I wrote my doctoral dissertation under John W. Chapman, at the University of Pittsburgh. John taught me that political theorists are not moralists: economics, political science, law, history, anthropology, and psychology— as well as philosophy — are all critical in thinking about appropriate ways for humans to organize themselves. After receiving my Ph.D. in 1979, I took up a Research Fellowship at the Australian National University, where I worked closely with Stanley Benn until his death in 1985. If John taught me how to be a political theorist, Stanley taught me how to be a philosopher. Yet both stressed a fundamental lesson: don't follow philosophical fashion and trendiness, but work on the problems that one thinks are important. So I have spent a good deal of my career swimming against the current. It can be tiring, but is more invigorating than floating downstream.
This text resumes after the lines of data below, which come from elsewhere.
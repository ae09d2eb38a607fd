use ratatui::{
    style::{Modifier, Style},
    text::{Line, Span},
    widgets::{Block, Borders, Paragraph},
    Frame,
};

use calboard::{app::AppState, ui::day_view};

pub fn render(f: &mut Frame, app: &AppState, area: ratatui::layout::Rect) {
    let layout = day_view::calculate_layout(app);
    let selected_id = app.get_selected_event().map(|e| e.id.clone());

    let title_style = if layout.is_today {
        Style::default().fg(app.theme.today).add_modifier(Modifier::BOLD)
    } else {
        Style::default().fg(app.theme.title).add_modifier(Modifier::BOLD)
    };

    let mut lines = vec![
        Line::from(Span::styled(layout.date.format("%A, %B %d, %Y").to_string(), title_style)),
        Line::from(""),
    ];

    for entry in &layout.all_day {
        lines.push(Line::from(vec![
            Span::styled("all day ", Style::default().fg(app.theme.all_day)),
            Span::raw(&entry.title),
        ]));
    }

    for hour_block in &layout.hours {
        let mut hour_line = vec![Span::styled(
            format!("{:02}:00 ", hour_block.hour),
            Style::default().fg(app.theme.inactive_day),
        )];

        for (i, event) in hour_block.events.iter().enumerate() {
            if i > 0 {
                hour_line.push(Span::raw(" | "));
            }

            let style = if selected_id.as_deref() == Some(event.event_id.as_str()) {
                Style::default().bg(app.theme.selected_bg).fg(app.theme.selected_fg)
            } else {
                Style::default().fg(app.theme.event_indicator)
            };

            hour_line.push(Span::styled(
                format!(":{:02} {} ({}m)", event.start_minute, event.title, event.duration_minutes),
                style,
            ));

            if let Some(location) = &event.location {
                hour_line.push(Span::styled(format!(" @ {}", location), Style::default().fg(app.theme.inactive_day)));
            }
        }

        lines.push(Line::from(hour_line));
    }

    let content = Paragraph::new(lines).block(Block::default().borders(Borders::ALL));
    f.render_widget(content, area);
}
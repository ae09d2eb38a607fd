use std::fmt;
use std::str::FromStr;

use chrono::{DateTime, Datelike, Days, NaiveDate, NaiveTime, TimeZone, Utc, Weekday};

#[derive(Debug, Clone, Copy, PartialEq, Eq, Hash)]
pub enum ViewType {
    Month,
    Week,
    Day,
    Agenda,
}

impl ViewType {
    pub fn label(&self) -> &'static str {
        match self {
            ViewType::Month => "Month",
            ViewType::Week => "Week",
            ViewType::Day => "Day",
            ViewType::Agenda => "Agenda",
        }
    }
}

impl fmt::Display for ViewType {
    fn fmt(&self, f: &mut fmt::Formatter<'_>) -> fmt::Result {
        f.write_str(self.label())
    }
}

impl FromStr for ViewType {
    type Err = String;

    fn from_str(s: &str) -> Result<Self, Self::Err> {
        match s.trim().to_lowercase().as_str() {
            "month" | "m" => Ok(ViewType::Month),
            "week" | "w" => Ok(ViewType::Week),
            "day" | "d" => Ok(ViewType::Day),
            "agenda" | "a" => Ok(ViewType::Agenda),
            other => Err(format!("Unknown view: {}", other)),
        }
    }
}

/// Half-open range of local dates `[start, end)` that the calendar shows.
#[derive(Debug, Clone, Copy, PartialEq, Eq)]
pub struct DateWindow {
    pub start: NaiveDate,
    pub end: NaiveDate,
}

impl DateWindow {
    pub fn new(start: NaiveDate, end: NaiveDate) -> Self {
        Self { start, end }
    }

    pub fn resolve(anchor: NaiveDate, view: ViewType, week_start: Weekday) -> Self {
        match view {
            ViewType::Month | ViewType::Agenda => Self::month_of(anchor),
            ViewType::Week => Self::week_of(anchor, week_start),
            ViewType::Day => Self::day_of(anchor),
        }
    }

    pub fn month_of(anchor: NaiveDate) -> Self {
        let start = first_of_month(anchor);
        let end = start
            .checked_add_months(chrono::Months::new(1))
            .unwrap_or(NaiveDate::MAX);
        Self { start, end }
    }

    pub fn week_of(anchor: NaiveDate, week_start: Weekday) -> Self {
        let start = week_start_of(anchor, week_start);
        let end = start.checked_add_days(Days::new(7)).unwrap_or(NaiveDate::MAX);
        Self { start, end }
    }

    pub fn day_of(anchor: NaiveDate) -> Self {
        let end = anchor.succ_opt().unwrap_or(NaiveDate::MAX);
        Self { start: anchor, end }
    }

    pub fn days(&self) -> i64 {
        (self.end - self.start).num_days()
    }

    pub fn contains(&self, date: NaiveDate) -> bool {
        self.start <= date && date < self.end
    }

    pub fn iter_days(&self) -> impl Iterator<Item = NaiveDate> {
        let end = self.end;
        self.start.iter_days().take_while(move |d| *d < end)
    }

    /// Local midnight of `start` and `end` in `tz`, as UTC instants.
    pub fn utc_bounds<Tz: TimeZone>(&self, tz: &Tz) -> (DateTime<Utc>, DateTime<Utc>) {
        (local_midnight(self.start, tz), local_midnight(self.end, tz))
    }
}

impl fmt::Display for DateWindow {
    fn fmt(&self, f: &mut fmt::Formatter<'_>) -> fmt::Result {
        write!(f, "{}..{}", self.start, self.end)
    }
}

pub fn first_of_month(date: NaiveDate) -> NaiveDate {
    date.with_day(1).unwrap_or(date)
}

pub fn week_start_of(date: NaiveDate, week_start: Weekday) -> NaiveDate {
    let offset = (7 + date.weekday().num_days_from_monday() - week_start.num_days_from_monday()) % 7;
    let offset = offset as u64;
    date.checked_sub_days(Days::new(offset)).unwrap_or(date)
}

fn local_midnight<Tz: TimeZone>(date: NaiveDate, tz: &Tz) -> DateTime<Utc> {
    let naive = date.and_time(NaiveTime::MIN);
    match tz.from_local_datetime(&naive).earliest() {
        Some(dt) => dt.with_timezone(&Utc),
        // Midnight skipped by a DST jump; the first hour that exists.
        None => (1..=3)
            .filter_map(|h| naive.checked_add_signed(chrono::Duration::hours(h)))
            .find_map(|n| tz.from_local_datetime(&n).earliest())
            .map(|dt| dt.with_timezone(&Utc))
            .unwrap_or_else(|| naive.and_utc()),
    }
}
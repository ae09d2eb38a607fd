pub mod directory;
pub mod event_api;
pub mod sync_engine;
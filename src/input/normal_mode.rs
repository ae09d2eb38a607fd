use chrono::{Days, Months};
use crossterm::event::KeyCode;

use crate::app::{AppState, Mode, ViewType};
use crate::calendar::date_range::first_of_month;

pub fn handle_key(key: KeyCode, state: &mut AppState) {
    match key {
        KeyCode::Char('h') => shift_days(state, -1),
        KeyCode::Char('l') => shift_days(state, 1),
        KeyCode::Char('j') => {
            if uses_event_list(state) {
                state.move_event_selection_down();
            } else {
                shift_days(state, 7);
            }
        }
        KeyCode::Char('k') => {
            if uses_event_list(state) {
                state.move_event_selection_up();
            } else {
                shift_days(state, -7);
            }
        }
        KeyCode::Char('t') => state.navigate_to(chrono::Local::now().date_naive()),
        KeyCode::Char('g') => state.navigate_to(first_of_month(state.selected_date)),
        KeyCode::Char('G') => move_to_end_of_month(state),
        KeyCode::Char('{') => shift_months(state, -1),
        KeyCode::Char('}') => shift_months(state, 1),
        KeyCode::Char('[') => shift_period(state, false),
        KeyCode::Char(']') => shift_period(state, true),
        KeyCode::Char('m') => state.set_view(ViewType::Month),
        KeyCode::Char('w') => state.set_view(ViewType::Week),
        KeyCode::Char('d') => state.set_view(ViewType::Day),
        KeyCode::Char('A') => state.set_view(ViewType::Agenda),
        KeyCode::Char('a') => state.open_new_event_form(None),
        KeyCode::Char('E') => state.open_selected_event(),
        KeyCode::Enter => handle_enter_key(state),
        KeyCode::Char('x') => state.export_selected_event(),
        KeyCode::Char('X') => state.export_visible_range(),
        KeyCode::Char('r') => state.request_events(),
        KeyCode::Char(':') => enter_command_mode(state),
        KeyCode::Char('?') => {
            state.show_help = true;
            state.help_scroll = 0;
        }
        _ => {}
    }
}

fn uses_event_list(state: &AppState) -> bool {
    matches!(state.view, ViewType::Day | ViewType::Agenda) || !state.listed_events().is_empty()
}

fn shift_days(state: &mut AppState, days: i64) {
    let moved = if days >= 0 {
        state.selected_date.checked_add_days(Days::new(days as u64))
    } else {
        state.selected_date.checked_sub_days(Days::new(days.unsigned_abs()))
    };

    if let Some(date) = moved {
        state.navigate_to(date);
    }
}

/// Same day of month in the neighbouring month, clamped to its length.
fn shift_months(state: &mut AppState, months: i32) {
    let moved = if months >= 0 {
        state.selected_date.checked_add_months(Months::new(months as u32))
    } else {
        state.selected_date.checked_sub_months(Months::new(months.unsigned_abs()))
    };

    if let Some(date) = moved {
        state.navigate_to(date);
    }
}

fn shift_period(state: &mut AppState, forward: bool) {
    let sign = if forward { 1 } else { -1 };
    match state.view {
        ViewType::Month | ViewType::Agenda => shift_months(state, sign),
        ViewType::Week => shift_days(state, 7 * sign as i64),
        ViewType::Day => shift_days(state, sign as i64),
    }
}

fn move_to_end_of_month(state: &mut AppState) {
    let first = first_of_month(state.selected_date);
    if let Some(last) = first
        .checked_add_months(Months::new(1))
        .and_then(|next| next.checked_sub_days(Days::new(1)))
    {
        state.navigate_to(last);
    }
}

fn handle_enter_key(state: &mut AppState) {
    match state.view {
        ViewType::Month | ViewType::Week if state.get_selected_event().is_none() => {
            state.set_view(ViewType::Day);
        }
        _ => state.open_selected_event(),
    }
}

fn enter_command_mode(state: &mut AppState) {
    state.mode = Mode::Command;
    state.command_buffer = ":".to_string();
}

#[cfg(test)]
mod tests {
    use super::*;
    use crate::app::Effect;
    use crate::calendar::event::fixtures::event_at;
    use crate::calendar::DateWindow;
    use chrono::NaiveDate;

    fn date(year: i32, month: u32, day: u32) -> NaiveDate {
        NaiveDate::from_ymd_opt(year, month, day).unwrap()
    }

    fn state_on(anchor: NaiveDate) -> AppState {
        let mut state = AppState::new();
        state.navigate_to(anchor);
        state.take_effects();
        state
    }

    #[test]
    fn h_key_moves_to_previous_day() {
        let mut state = state_on(date(2025, 1, 15));

        handle_key(KeyCode::Char('h'), &mut state);

        assert_eq!(state.selected_date, date(2025, 1, 14));
    }

    #[test]
    fn l_key_moves_to_next_day() {
        let mut state = state_on(date(2025, 1, 15));

        handle_key(KeyCode::Char('l'), &mut state);

        assert_eq!(state.selected_date, date(2025, 1, 16));
    }

    #[test]
    fn l_key_across_month_end_fetches_next_month() {
        let mut state = state_on(date(2025, 1, 31));

        handle_key(KeyCode::Char('l'), &mut state);

        assert_eq!(
            state.take_effects(),
            vec![Effect::FetchEvents {
                window: DateWindow::new(date(2025, 2, 1), date(2025, 3, 1)),
                generation: state.fetch_generation(),
            }]
        );
    }

    #[test]
    fn j_key_moves_down_one_week_when_no_events() {
        let mut state = state_on(date(2025, 1, 15));

        handle_key(KeyCode::Char('j'), &mut state);

        assert_eq!(state.selected_date, date(2025, 1, 22));
    }

    #[test]
    fn k_key_moves_up_one_week_when_no_events() {
        let mut state = state_on(date(2025, 1, 15));

        handle_key(KeyCode::Char('k'), &mut state);

        assert_eq!(state.selected_date, date(2025, 1, 8));
    }

    #[test]
    fn j_key_selects_next_event_when_day_has_events() {
        let mut state = state_on(date(2025, 1, 15));
        state.add_event(event_at("a", date(2025, 1, 15), 9, 0, 30));
        state.add_event(event_at("b", date(2025, 1, 15), 11, 0, 30));

        handle_key(KeyCode::Char('j'), &mut state);

        assert_eq!(state.selected_date, date(2025, 1, 15));
        assert_eq!(state.get_selected_event().unwrap().id, "b");
    }

    #[test]
    fn t_key_jumps_to_today() {
        let mut state = state_on(date(2025, 1, 1));

        handle_key(KeyCode::Char('t'), &mut state);

        assert_eq!(state.selected_date, chrono::Local::now().date_naive());
    }

    #[test]
    fn g_key_moves_to_first_day_of_month() {
        let mut state = state_on(date(2025, 1, 15));

        handle_key(KeyCode::Char('g'), &mut state);

        assert_eq!(state.selected_date, date(2025, 1, 1));
    }

    #[test]
    fn shift_g_moves_to_last_day_of_month() {
        let mut state = state_on(date(2025, 2, 15));

        handle_key(KeyCode::Char('G'), &mut state);

        assert_eq!(state.selected_date, date(2025, 2, 28));
    }

    #[test]
    fn left_brace_moves_to_previous_month() {
        let mut state = state_on(date(2025, 2, 15));

        handle_key(KeyCode::Char('{'), &mut state);

        assert_eq!(state.selected_date, date(2025, 1, 15));
    }

    #[test]
    fn right_brace_clamps_to_shorter_month() {
        let mut state = state_on(date(2025, 1, 31));

        handle_key(KeyCode::Char('}'), &mut state);

        assert_eq!(state.selected_date, date(2025, 2, 28));
    }

    #[test]
    fn bracket_moves_by_visible_period() {
        let mut state = state_on(date(2025, 1, 15));
        state.set_view(ViewType::Week);

        handle_key(KeyCode::Char(']'), &mut state);
        assert_eq!(state.selected_date, date(2025, 1, 22));

        state.set_view(ViewType::Day);
        handle_key(KeyCode::Char('['), &mut state);
        assert_eq!(state.selected_date, date(2025, 1, 21));
    }

    #[test]
    fn view_keys_switch_views() {
        let mut state = state_on(date(2025, 1, 15));

        handle_key(KeyCode::Char('w'), &mut state);
        assert_eq!(state.view, ViewType::Week);
        handle_key(KeyCode::Char('d'), &mut state);
        assert_eq!(state.view, ViewType::Day);
        handle_key(KeyCode::Char('A'), &mut state);
        assert_eq!(state.view, ViewType::Agenda);
        handle_key(KeyCode::Char('m'), &mut state);
        assert_eq!(state.view, ViewType::Month);
    }

    #[test]
    fn a_key_opens_blank_form() {
        let mut state = state_on(date(2025, 1, 15));

        handle_key(KeyCode::Char('a'), &mut state);

        assert_eq!(state.mode, Mode::Insert);
        let form = state.event_form.as_ref().unwrap();
        assert!(!form.is_editing());
        assert_eq!(form.heading(), "Add new event");
    }

    #[test]
    fn enter_on_event_opens_edit_form() {
        let mut state = state_on(date(2025, 1, 15));
        state.add_event(event_at("e1", date(2025, 1, 15), 9, 0, 30));

        handle_key(KeyCode::Enter, &mut state);

        assert_eq!(state.mode, Mode::Insert);
        assert_eq!(state.event_form.as_ref().unwrap().heading(), "Event e1");
    }

    #[test]
    fn enter_on_empty_day_zooms_into_day_view() {
        let mut state = state_on(date(2025, 1, 15));

        handle_key(KeyCode::Enter, &mut state);

        assert_eq!(state.view, ViewType::Day);
        assert_eq!(state.mode, Mode::Normal);
    }

    #[test]
    fn r_key_refetches_current_window() {
        let mut state = state_on(date(2025, 1, 15));

        handle_key(KeyCode::Char('r'), &mut state);

        assert_eq!(state.take_effects().len(), 1);
    }

    #[test]
    fn question_mark_opens_help() {
        let mut state = state_on(date(2025, 1, 15));

        handle_key(KeyCode::Char('?'), &mut state);

        assert!(state.show_help);
    }

    #[test]
    fn colon_enters_command_mode() {
        let mut state = state_on(date(2025, 1, 15));

        handle_key(KeyCode::Char(':'), &mut state);

        assert_eq!(state.mode, Mode::Command);
        assert_eq!(state.command_buffer, ":");
    }
}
We live in an age of deep ideological and moral conflict, not only in politics but in social and political theory. Whatever might be one's own convictions about the ultimate truth of the matter, it is not one on which all reasonable citizens will converge: as far a public moral reasoning goes, there are a number of reasonable ways of ordering social and political institutions. Each is convinced that his political views represent the truth, but to your neighbor they are errors. In the midst of this, mainstream political philosophy continues to spin out endless rationalizations of the theorist’s ideological convictions. What truly flummoxes contemporary political philosophy is how to seriously and productively theorize about a deeply morally diverse society. Given that this is defining feature of our time, it is hard to overestimate how devastating a failure this is.

My work is part of what has been called “New Diversity Theory.” The crux of this approach is to analyze moral diversity not as moral reasoning gone awry, or even as a feature of free societies to be managed, but as a fundamental moral phenomenon. The heart of New Diversity Theory is that moral difference is not simply a challenge to a reasonably stable moral order (though it certainly can be), but a critical resource for free societies to discover better ways of living together under conditions of limited knowledge and an unpredictable environment. Others pursuing this approach include Fred D’Agostino, Ryan Muldoon, Julian Müller, Paul Dragos Aligica and — I’m delighted to say — a number of my former students.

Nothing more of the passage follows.